*** Begin section ***
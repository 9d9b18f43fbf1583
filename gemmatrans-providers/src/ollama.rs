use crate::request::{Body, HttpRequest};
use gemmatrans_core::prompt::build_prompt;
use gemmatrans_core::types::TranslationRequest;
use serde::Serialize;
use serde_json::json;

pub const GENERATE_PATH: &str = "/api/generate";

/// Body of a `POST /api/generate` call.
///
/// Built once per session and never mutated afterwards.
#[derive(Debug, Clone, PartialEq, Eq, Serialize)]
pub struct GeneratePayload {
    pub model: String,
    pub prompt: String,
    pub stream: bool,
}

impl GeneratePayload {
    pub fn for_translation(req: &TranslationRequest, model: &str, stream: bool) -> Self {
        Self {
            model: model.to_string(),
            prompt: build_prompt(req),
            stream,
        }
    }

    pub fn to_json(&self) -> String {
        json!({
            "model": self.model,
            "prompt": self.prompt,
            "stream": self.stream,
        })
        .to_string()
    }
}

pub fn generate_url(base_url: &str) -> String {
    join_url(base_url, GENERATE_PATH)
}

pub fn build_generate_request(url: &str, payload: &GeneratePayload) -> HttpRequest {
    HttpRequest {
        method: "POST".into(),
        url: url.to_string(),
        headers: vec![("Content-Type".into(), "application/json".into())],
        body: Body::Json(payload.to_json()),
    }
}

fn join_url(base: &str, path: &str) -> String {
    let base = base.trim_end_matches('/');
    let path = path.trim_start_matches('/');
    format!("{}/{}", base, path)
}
*** End section ***
* _How to complete this task_
Going through the entries, return every line holding the word "prompt".

* _Exercise output_
use gemmatrans_core::prompt::build_prompt;
    pub prompt: String,
            prompt: build_prompt(req),
            "prompt": self.prompt,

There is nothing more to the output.